Scan the records for "iter" and copy each line that contains it.

Records from a collection:
★ ★ ★ ★ ★ ★ ★

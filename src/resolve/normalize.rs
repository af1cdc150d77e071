//! Name normalizers: one scoping rule per reference context.
//!
//! A normalizer computes, from the referencing element and the raw reference
//! text, the symbol the referenced element is expected to be registered
//! under. Normalizers are pure: they read the tree and already-resolved
//! sibling bindings but never mutate anything, so calling one twice yields
//! structurally equal symbols.
//!
//! Mapping-side normalizers depend on other bindings (a fragment's
//! `StoreEntitySet` is scoped by its container mapping's resolved
//! `StorageEntityContainer`); while the dependency is unresolved they return
//! `None` and the scheduler retries them on a later pass.

use smol_str::SmolStr;
use tracing::trace;

use crate::model::{ElementId, ElementKind, ModelTree};
use crate::symbols::{NormalizedName, Symbol, declared_symbol, schema_namespace};

use super::binding::BindingSet;
use super::context::ReferenceContext;

/// Compute the expected symbol for one reference site.
///
/// Returns `None` only when the raw text is absent for a non-defaultable
/// context, or when a scoping dependency is still unresolved.
pub fn normalize(
    context: ReferenceContext,
    tree: &ModelTree,
    bindings: &BindingSet,
    owner: ElementId,
    raw: Option<&str>,
) -> Option<NormalizedName> {
    use ReferenceContext as Ctx;

    let normalized = match context {
        // Namespace-qualified type references.
        Ctx::PropertyType
        | Ctx::NavigationPropertyRelationship
        | Ctx::AssociationEndType
        | Ctx::EntitySetEntityType
        | Ctx::AssociationSetAssociation
        | Ctx::AssociationSetMappingTypeName
        | Ctx::FunctionImportMappingFunctionName => {
            let raw = raw?;
            Some(NormalizedName::new(qualified_type(tree, owner, raw), raw))
        }

        Ctx::EntityTypeMappingTypeName => {
            let raw = raw?;
            let inner = strip_is_type_of(raw);
            let symbol = if inner.contains('.') {
                Symbol::from_dotted(inner)
            } else {
                Symbol::from_parts([inner])
            };
            Some(NormalizedName::new(symbol, raw))
        }

        // Roles of the navigation property's resolved association.
        Ctx::NavigationPropertyFromRole | Ctx::NavigationPropertyToRole => {
            let raw = raw?;
            let association =
                resolved_target(tree, bindings, owner, Ctx::NavigationPropertyRelationship)?;
            let symbol = declared_symbol(tree, association)?.child(raw);
            Some(NormalizedName::new(symbol, raw))
        }

        // Key property references scope under the declaring entity type.
        Ctx::PropertyRefName => {
            let raw = raw?;
            let entity_type = tree.nearest_ancestor(owner, ElementKind::EntityType)?;
            let symbol = declared_symbol(tree, entity_type)?.child(raw);
            Some(NormalizedName::new(symbol, raw))
        }

        // Association-set ends: scope is the set's resolved association.
        Ctx::AssociationSetEndRole => {
            let set = tree.get(owner)?.parent?;
            let association = resolved_target(tree, bindings, set, Ctx::AssociationSetAssociation)?;
            let role = match raw {
                Some(text) => SmolStr::new(text),
                None => default_set_end_role(tree, bindings, owner, set, association)?,
            };
            let symbol = declared_symbol(tree, association)?.child(role.clone());
            Some(NormalizedName::new(symbol, role))
        }

        Ctx::AssociationSetEndEntitySet => {
            let raw = raw?;
            let container = tree.nearest_ancestor(owner, ElementKind::EntityContainer)?;
            let symbol = declared_symbol(tree, container)?.child(raw);
            Some(NormalizedName::new(symbol, raw))
        }

        // Container references are bare names; the shape check picks the side.
        Ctx::MappingStorageContainer | Ctx::MappingConceptualContainer => {
            let raw = raw?;
            Some(NormalizedName::new(Symbol::from_parts([raw]), raw))
        }

        // C-space set references scope under the resolved conceptual container.
        Ctx::EntitySetMappingName | Ctx::AssociationSetMappingName => {
            let raw = raw?;
            let container =
                container_mapping_target(tree, bindings, owner, Ctx::MappingConceptualContainer)?;
            let symbol = declared_symbol(tree, container)?.child(raw);
            Some(NormalizedName::new(symbol, raw))
        }

        // S-space set references scope under the resolved storage container.
        // Using the conceptual side here would yield a permanently-Unknown
        // binding, never an error.
        Ctx::MappingFragmentStoreEntitySet => {
            let raw = raw?;
            let container =
                container_mapping_target(tree, bindings, owner, Ctx::MappingStorageContainer)?;
            let symbol = declared_symbol(tree, container)?.child(raw);
            Some(NormalizedName::new(symbol, raw))
        }

        Ctx::ScalarPropertyName => {
            let raw = raw?;
            let entity_type = scalar_property_entity_type(tree, bindings, owner)?;
            let symbol = declared_symbol(tree, entity_type)?.child(raw);
            Some(NormalizedName::new(symbol, raw))
        }

        Ctx::ScalarPropertyColumnName => {
            let raw = raw?;
            let store_set = store_entity_set_for(tree, bindings, owner)?;
            let store_type = resolved_target(tree, bindings, store_set, Ctx::EntitySetEntityType)?;
            let symbol = declared_symbol(tree, store_type)?.child(raw);
            Some(NormalizedName::new(symbol, raw))
        }

        Ctx::EndPropertyRole => {
            let raw = raw?;
            let set_mapping = tree.nearest_ancestor(owner, ElementKind::AssociationSetMapping)?;
            let association =
                resolved_target(tree, bindings, set_mapping, Ctx::AssociationSetMappingTypeName)?;
            let symbol = declared_symbol(tree, association)?.child(raw);
            Some(NormalizedName::new(symbol, raw))
        }

        Ctx::FunctionImportMappingImportName => {
            let raw = raw?;
            let container =
                container_mapping_target(tree, bindings, owner, Ctx::MappingConceptualContainer)?;
            let symbol = declared_symbol(tree, container)?.child(raw);
            Some(NormalizedName::new(symbol, raw))
        }
    };

    if let Some(name) = &normalized {
        trace!("normalize {:?} '{}' -> {}", context, name.raw, name.symbol);
    }
    normalized
}

/// EDM default for type-like references: dotted raw text is taken verbatim
/// as components; otherwise the nearest schema namespace prefixes it; with
/// no schema in scope the bare name stands alone.
fn qualified_type(tree: &ModelTree, owner: ElementId, raw: &str) -> Symbol {
    if raw.contains('.') {
        return Symbol::from_dotted(raw);
    }
    match schema_namespace(tree, owner) {
        Some(namespace) => Symbol::from_dotted(&namespace).child(raw),
        None => Symbol::from_parts([raw]),
    }
}

/// `IsTypeOf(Model1.Customer)` → `Model1.Customer`.
fn strip_is_type_of(raw: &str) -> &str {
    raw.strip_prefix("IsTypeOf(")
        .and_then(|rest| rest.strip_suffix(')'))
        .unwrap_or(raw)
}

/// Resolved target of the binding with the given context on `element`.
fn resolved_target(
    tree: &ModelTree,
    bindings: &BindingSet,
    element: ElementId,
    context: ReferenceContext,
) -> Option<ElementId> {
    tree.get(element)?
        .bindings
        .iter()
        .filter_map(|id| bindings.get(*id))
        .find(|binding| binding.context() == context)
        .and_then(|binding| binding.target())
}

/// Resolved container of the nearest enclosing `EntityContainerMapping`.
fn container_mapping_target(
    tree: &ModelTree,
    bindings: &BindingSet,
    owner: ElementId,
    side: ReferenceContext,
) -> Option<ElementId> {
    let mapping = tree.nearest_ancestor(owner, ElementKind::EntityContainerMapping)?;
    resolved_target(tree, bindings, mapping, side)
}

/// The conceptual entity type a `ScalarProperty.Name` is scoped by: the
/// enclosing `EntityTypeMapping`'s type, or, inside an
/// `AssociationSetMapping`, the type of the enclosing end's role.
fn scalar_property_entity_type(
    tree: &ModelTree,
    bindings: &BindingSet,
    owner: ElementId,
) -> Option<ElementId> {
    if let Some(type_mapping) = tree.nearest_ancestor(owner, ElementKind::EntityTypeMapping) {
        return resolved_target(
            tree,
            bindings,
            type_mapping,
            ReferenceContext::EntityTypeMappingTypeName,
        );
    }
    let end_property = tree.nearest_ancestor(owner, ElementKind::EndProperty)?;
    let end = resolved_target(tree, bindings, end_property, ReferenceContext::EndPropertyRole)?;
    resolved_target(tree, bindings, end, ReferenceContext::AssociationEndType)
}

/// The storage entity set scoping a `ColumnName`: the nearest ancestor that
/// carries a `StoreEntitySet` binding (a fragment, or the association-set
/// mapping itself).
fn store_entity_set_for(
    tree: &ModelTree,
    bindings: &BindingSet,
    owner: ElementId,
) -> Option<ElementId> {
    std::iter::once(owner)
        .chain(tree.ancestors(owner))
        .find_map(|ancestor| {
            resolved_target(
                tree,
                bindings,
                ancestor,
                ReferenceContext::MappingFragmentStoreEntitySet,
            )
        })
}

/// Default role for an association-set end with no `Role` attribute: the
/// association end whose entity type matches the set-end's entity set, by
/// sibling position for self-associations.
fn default_set_end_role(
    tree: &ModelTree,
    bindings: &BindingSet,
    set_end: ElementId,
    set: ElementId,
    association: ElementId,
) -> Option<SmolStr> {
    let ends = tree.children_of_kind(association, ElementKind::AssociationEnd);
    let entity_set =
        resolved_target(tree, bindings, set_end, ReferenceContext::AssociationSetEndEntitySet)?;
    let entity_type =
        resolved_target(tree, bindings, entity_set, ReferenceContext::EntitySetEntityType)?;

    let matching: Vec<ElementId> = ends
        .iter()
        .copied()
        .filter(|end| {
            resolved_target(tree, bindings, *end, ReferenceContext::AssociationEndType)
                == Some(entity_type)
        })
        .collect();

    let end = match matching.len() {
        1 => matching[0],
        0 => return None,
        // Self-association: both ends have the same type, match by position.
        _ => {
            let siblings = tree.children_of_kind(set, ElementKind::AssociationSetEnd);
            let position = siblings.iter().position(|sibling| *sibling == set_end)?;
            ends.get(position).copied()?
        }
    };
    tree.get(end)?.name.clone()
}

★ ★ ★ ★ ★ ★ ★

→ OUTPUT OF THE EXERCISE:
        .iter()
    std::iter::once(owner)
        .iter()
            let position = siblings.iter().position(|sibling| *sibling == set_end)?;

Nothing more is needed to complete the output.